Guardian / AP Fujimori Faces More Charges in Peru: "In the latest charges, prosecutors said Fujimori used decrees to bypass government oversight and buy more than $121 million worth of outdated machinery, medical instruments and expired medicines from Chinese companies represented by a party confidante." They're just picking on poor, defenseless Alberto.

Monday, April 14

Forbes / Reuters Brazil, Peru to build bridge toward trade deal: "Toledo and Lula also signed an agreement to build a 160-yard bridge over the Acre River from the Brazilian city of Assis Brasil to Inapari in Peru by 2004. Apart from its obvious symbolic value, the bridge could increase trade between the two countries, which totaled $653 million in 2002, and provide a route for Brazilian goods to get to the Pacific." For decades, the lack of a land route between Peru and Brazil was due to the political aim of keeping a buffer between the two countries. Environmentalist also wanted to keep settlers out of the deepest Amazon.

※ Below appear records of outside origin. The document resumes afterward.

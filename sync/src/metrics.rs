// Copyright (c) Starcoin, Inc.
// SPDX-License-Identifier: Apache-2.0

use axum::{http::StatusCode, routing::get, Extension, Router};
use prometheus::{
    register_histogram_vec_with_registry, register_int_counter_vec_with_registry,
    register_int_counter_with_registry, register_int_gauge_with_registry, HistogramVec,
    IntCounter, IntCounterVec, IntGauge, Registry, TextEncoder,
};
use std::net::SocketAddr;
use tokio::task::JoinHandle;

const FINE_GRAINED_LATENCY_SEC_BUCKETS: &[f64] = &[
    0.001, 0.005, 0.01, 0.05, 0.1, 0.15, 0.2, 0.25, 0.3, 0.35, 0.4, 0.45, 0.5, 0.6, 0.7, 0.8, 0.9,
    1.0, 1.2, 1.4, 1.6, 1.8, 2.0, 2.5, 3.0, 3.5, 4.0, 5.0, 6.0, 8.0, 10., 15., 20., 30., 60.,
];

#[derive(Clone, Debug)]
pub struct SyncMetrics {
    pub(crate) eth_rpc_queries: IntCounterVec,
    pub(crate) eth_rpc_queries_latency: HistogramVec,
    pub(crate) eth_node_connected: IntGauge,

    pub(crate) log_range_bisections: IntCounter,
    pub(crate) reorgs_detected: IntCounter,

    pub(crate) sync_batches_started: IntCounter,
    pub(crate) sync_batches_failed: IntCounter,
    pub(crate) discards_started: IntCounter,
    pub(crate) discards_failed: IntCounter,
    pub(crate) last_synced_block: IntGauge,
    pub(crate) pending_blocks: IntGauge,

    pub(crate) state_transitions_collected: IntCounter,
    pub(crate) verifiers_resolved: IntGauge,
    pub(crate) sync_errors: IntCounterVec,
}

impl SyncMetrics {
    pub fn new(registry: &Registry) -> Self {
        Self {
            eth_rpc_queries: register_int_counter_vec_with_registry!(
                "starkex_sync_eth_rpc_queries",
                "Total number of queries issued to eth provider, by request type",
                &["type"],
                registry,
            )
            .unwrap(),
            eth_rpc_queries_latency: register_histogram_vec_with_registry!(
                "starkex_sync_eth_rpc_queries_latency",
                "Latency of queries issued to eth provider, by request type",
                &["type"],
                FINE_GRAINED_LATENCY_SEC_BUCKETS.to_vec(),
                registry,
            )
            .unwrap(),
            eth_node_connected: register_int_gauge_with_registry!(
                "starkex_sync_eth_node_connected",
                "Whether the last request to the eth provider succeeded (1) or not (0)",
                registry,
            )
            .unwrap(),
            log_range_bisections: register_int_counter_with_registry!(
                "starkex_sync_log_range_bisections",
                "Total number of log ranges split because the response was too large",
                registry,
            )
            .unwrap(),
            reorgs_detected: register_int_counter_with_registry!(
                "starkex_sync_reorgs_detected",
                "Total number of log queries that returned logs from foreign blocks",
                registry,
            )
            .unwrap(),
            sync_batches_started: register_int_counter_with_registry!(
                "starkex_sync_sync_batches_started",
                "Total number of sync batches handed to the data sync",
                registry,
            )
            .unwrap(),
            sync_batches_failed: register_int_counter_with_registry!(
                "starkex_sync_sync_batches_failed",
                "Total number of sync batches that failed and were re-queued",
                registry,
            )
            .unwrap(),
            discards_started: register_int_counter_with_registry!(
                "starkex_sync_discards_started",
                "Total number of discard runs after a reorg",
                registry,
            )
            .unwrap(),
            discards_failed: register_int_counter_with_registry!(
                "starkex_sync_discards_failed",
                "Total number of failed discard runs. The pending reorg is dropped on failure",
                registry,
            )
            .unwrap(),
            last_synced_block: register_int_gauge_with_registry!(
                "starkex_sync_last_synced_block",
                "Last block whose data was stored",
                registry,
            )
            .unwrap(),
            pending_blocks: register_int_gauge_with_registry!(
                "starkex_sync_pending_blocks",
                "Number of blocks waiting to be synced",
                registry,
            )
            .unwrap(),
            state_transitions_collected: register_int_counter_with_registry!(
                "starkex_sync_state_transitions_collected",
                "Total number of state transitions collected",
                registry,
            )
            .unwrap(),
            verifiers_resolved: register_int_gauge_with_registry!(
                "starkex_sync_verifiers_resolved",
                "Number of verifier addresses known after the last sync",
                registry,
            )
            .unwrap(),
            sync_errors: register_int_counter_vec_with_registry!(
                "starkex_sync_errors",
                "Total number of sync errors, by error type",
                &["error_type"],
                registry,
            )
            .unwrap(),
        }
    }

    pub fn new_for_testing() -> Self {
        let registry = Registry::new();
        Self::new(&registry)
    }
}

/// Serves the registry in the prometheus text format on `/metrics`.
pub async fn start_prometheus_server(
    addr: SocketAddr,
    registry: Registry,
) -> anyhow::Result<JoinHandle<()>> {
    let app = Router::new()
        .route("/metrics", get(metrics_handler))
        .layer(Extension(registry));
    let listener = tokio::net::TcpListener::bind(addr).await?;
    tracing::info!("Metrics server listening on {}", addr);

    Ok(tokio::spawn(async move {
        if let Err(e) = axum::serve(listener, app).await {
            tracing::error!("Metrics server error: {:?}", e);
        }
    }))
}

async fn metrics_handler(Extension(registry): Extension<Registry>) -> (StatusCode, String) {
    match TextEncoder::new().encode_to_string(&registry.gather()) {
        Ok(body) => (StatusCode::OK, body),
        Err(e) => (StatusCode::INTERNAL_SERVER_ERROR, e.to_string()),
    }
}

SF Indymedia Coca Battles Heat Up in Peru: Strikes, Street Battles, March to Lima: "Coca growers want to speak directly with President Toledo, said Obregon, adding they want to discuss reforms of alternative development programs that have so far been a 'resounding failure.' (Obregon was one of several Peruvian delegates to the February 'Out from the Shadows' conference in Mrida, Mexico, all of whom harshly criticized alternative development programs as corrupt and only benefiting foreigners." You could even talk about coca being an agricultural failure for the rainforest hills, but it does allow the growers to survive.

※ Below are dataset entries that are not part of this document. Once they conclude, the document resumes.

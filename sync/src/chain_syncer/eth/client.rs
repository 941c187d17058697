// Copyright (c) Starcoin, Inc.
// SPDX-License-Identifier: Apache-2.0

//! Reorg-aware log fetching
//!
//! Old blocks are queried by number in one request. The `safe_block_distance`
//! most recent blocks of a range are queried one by one by block hash, so a
//! log can never come from a sibling block produced by a reorg.

use crate::chain_syncer::common::{BlockRange, FetchConfig, SyncError, SyncResult};
use crate::metrics::SyncMetrics;
use ethers::providers::{JsonRpcClient, Middleware, Provider};
use ethers::types::{Filter, Log, H256};
use futures::future::{try_join_all, BoxFuture};
use futures::FutureExt;
use std::sync::Arc;
use tap::TapFallible;
use tracing::{debug, error, warn};

/// Anything that can answer `eth_getLogs`
#[async_trait::async_trait]
pub trait LogSource: Send + Sync {
    /// Fails with [`SyncError::ResponseTooLarge`] when the provider refuses to
    /// return the full result set.
    async fn get_logs(&self, filter: &Filter) -> SyncResult<Vec<Log>>;
}

#[async_trait::async_trait]
impl<P> LogSource for Provider<P>
where
    P: JsonRpcClient + 'static,
{
    async fn get_logs(&self, filter: &Filter) -> SyncResult<Vec<Log>> {
        Middleware::get_logs(self, filter)
            .await
            .map_err(SyncError::from)
    }
}

/// One request in a [`LogRangeClient::get_logs_in_range`] plan
#[derive(Debug, Clone, Copy, PartialEq, Eq)]
enum LogQuery {
    /// Inclusive block number range
    Range { from: u64, to: u64 },
    BlockHash(H256),
}

pub struct LogRangeClient<S> {
    source: Arc<S>,
    config: FetchConfig,
    metrics: Arc<SyncMetrics>,
}

impl<S> Clone for LogRangeClient<S> {
    fn clone(&self) -> Self {
        Self {
            source: self.source.clone(),
            config: self.config.clone(),
            metrics: self.metrics.clone(),
        }
    }
}

impl<S: LogSource> LogRangeClient<S> {
    pub fn new(source: Arc<S>, config: FetchConfig, metrics: Arc<SyncMetrics>) -> Self {
        Self {
            source,
            config,
            metrics,
        }
    }

    pub fn source(&self) -> &Arc<S> {
        &self.source
    }

    /// Fetches all logs matching `filter` (address and topics) in `range`.
    ///
    /// Fails as a whole with [`SyncError::ReorgDetected`] if any returned log
    /// lies outside of the range or does not match a known block hash.
    pub async fn get_logs_in_range(
        &self,
        range: &BlockRange,
        filter: &Filter,
    ) -> SyncResult<Vec<Log>> {
        if range.is_empty() {
            return Ok(vec![]);
        }
        let queries = self.plan(range);
        debug!(
            "[LogRangeClient] Fetching logs for blocks [{}, {}) with {} queries",
            range.start(),
            range.end(),
            queries.len()
        );

        let mut logs = Vec::new();
        for batch in queries.chunks(self.config.max_concurrent_requests.max(1)) {
            let tasks = batch.iter().map(|query| self.run_query(filter, *query));
            for batch_logs in try_join_all(tasks).await? {
                logs.extend(batch_logs);
            }
        }

        if let Some(block_number) = range.first_foreign_log(&logs) {
            self.metrics.reorgs_detected.inc();
            warn!(
                "[LogRangeClient] Log from block {} does not belong to range [{}, {})",
                block_number,
                range.start(),
                range.end()
            );
            return Err(SyncError::ReorgDetected(block_number));
        }
        Ok(logs)
    }

    /// Fetches logs for `from..=to`, bisecting the range whenever the provider
    /// reports the response as too large. A single block cannot be split and
    /// its error is returned.
    pub fn get_all_logs<'a>(
        &'a self,
        filter: &'a Filter,
        from: u64,
        to: u64,
    ) -> BoxFuture<'a, SyncResult<Vec<Log>>> {
        async move {
            let ranged = filter.clone().from_block(from).to_block(to);
            match self.source.get_logs(&ranged).await {
                Err(SyncError::ResponseTooLarge(message)) if from < to => {
                    self.metrics.log_range_bisections.inc();
                    let mid = from + (to - from) / 2;
                    debug!(
                        "[LogRangeClient] Response too large for [{}, {}], splitting at {}: {}",
                        from, to, mid, message
                    );
                    let (mut left, right) = futures::try_join!(
                        self.get_all_logs(filter, from, mid),
                        self.get_all_logs(filter, mid + 1, to)
                    )?;
                    left.extend(right);
                    Ok(left)
                }
                result => result.tap_err(|e| {
                    error!(
                        "[LogRangeClient] get_logs failed for [{}, {}]. Filter: {:?}. Error {:?}",
                        from, to, filter, e
                    )
                }),
            }
        }
        .boxed()
    }

    fn plan(&self, range: &BlockRange) -> Vec<LogQuery> {
        let (from, mut to, mut hashes) = range.split_by_known_hashes();
        let safe = self.config.safe_block_distance as usize;
        if hashes.len() > safe {
            to += (hashes.len() - safe) as u64;
            hashes.drain(..hashes.len() - safe);
        }

        let mut queries = Vec::with_capacity(hashes.len() + 1);
        if from != to {
            queries.push(LogQuery::Range { from, to: to - 1 });
        }
        queries.extend(hashes.into_iter().map(LogQuery::BlockHash));
        queries
    }

    async fn run_query(&self, filter: &Filter, query: LogQuery) -> SyncResult<Vec<Log>> {
        match query {
            LogQuery::Range { from, to } => self.get_all_logs(filter, from, to).await,
            LogQuery::BlockHash(hash) => {
                let pinned = filter.clone().at_block_hash(hash);
                self.source.get_logs(&pinned).await.tap_err(|e| {
                    error!(
                        "[LogRangeClient] get_logs failed for block {:?}. Error {:?}",
                        hash, e
                    )
                })
            }
        }
    }
}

SMH / AFP Japanese woman turns down Fujimori's marriage proposal - "Love struck former Peruvian president Alberto Fujimori, who is wanted on homicide charges by authorities in Lima, has had marriage advances rebuffed by his Japanese girlfriend, according to a gossip magazine." Kataoka was probably worried about having to go to Peru with Fujimori.

Planet Ark / Reuters Peru conditionally OKs gas plant near reserve: "Julio Bonelli, head of the ministry's department of environmental affairs, said the consortium, led by Pluspetrol, must complete two studies on the on-shore component of the plant, which will convert natural gas from the $2 billion Camisea project in the southeastern jungle into various fuels. The plant is to be built in a buffer zone next to the Paracas National Reserve, where a number of fishmeal plants are also located." This whole project is going to continue to spark controversy for years to come.

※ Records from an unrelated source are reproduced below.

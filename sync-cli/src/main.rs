// Copyright (c) Starcoin, Inc.
// SPDX-License-Identifier: Apache-2.0

use clap::*;
use prometheus::Registry;
use starkex_sync::config::SyncNodeConfig;
use starkex_sync::metrics::{start_prometheus_server, SyncMetrics};
use starkex_sync_cli::{
    collect_transitions, generate_config_template, read_escape_proof_words, resolve_verifiers,
    Args, SyncCommand,
};
use std::net::SocketAddr;
use std::path::Path;
use std::sync::Arc;
use tracing_subscriber::EnvFilter;

#[tokio::main]
async fn main() -> anyhow::Result<()> {
    // Init logging
    tracing_subscriber::fmt()
        .with_env_filter(
            EnvFilter::try_from_default_env().unwrap_or_else(|_| EnvFilter::new("info")),
        )
        .init();
    let args = Args::parse();

    match args.command {
        SyncCommand::SerializeEscapeProof { proof_path } => {
            for word in read_escape_proof_words(&proof_path)? {
                println!("{}", word);
            }
        }
        SyncCommand::CollectTransitions {
            config_path,
            from,
            to,
        } => {
            let (config, metrics) = load_config_with_metrics(&config_path).await?;
            let transitions = collect_transitions(&config, metrics, from, to).await?;
            for transition in &transitions {
                println!("{}", serde_json::to_string(transition)?);
            }
            tracing::info!(
                "Collected {} state transitions in blocks [{}, {}]",
                transitions.len(),
                from,
                to
            );
        }
        SyncCommand::ResolveVerifiers {
            config_path,
            from,
            to,
        } => {
            let (config, metrics) = load_config_with_metrics(&config_path).await?;
            for verifier in resolve_verifiers(&config, metrics, from, to).await? {
                println!("{:?}", verifier);
            }
        }
        SyncCommand::CreateConfigTemplate { path } => {
            generate_config_template(&path)?;
            tracing::info!("Sync config template generated at {}", path.display());
        }
    }
    Ok(())
}

async fn load_config_with_metrics(
    path: &Path,
) -> anyhow::Result<(SyncNodeConfig, Arc<SyncMetrics>)> {
    let config = SyncNodeConfig::load_with_env(path)?;
    let registry = Registry::new();
    let metrics = Arc::new(SyncMetrics::new(&registry));
    if let Some(port) = config.metrics_port {
        start_prometheus_server(SocketAddr::from(([0, 0, 0, 0], port)), registry).await?;
    }
    Ok((config, metrics))
}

Spaceflight Now NASA satellite looks at menacing glacier in Peru: "Glacial flood-bursts, known by Peruvians as 'aluviones,' occur periodically when water is released abruptly from a previously ice-damned lake alongside, within or above a glacier. The release can be caused by various triggering events. These flood-bursts typically arrive with little or no warning, carrying liquid mud, large rock boulders and blocks of ice." Mudslides probably cause more damage than earthqaukes themselves.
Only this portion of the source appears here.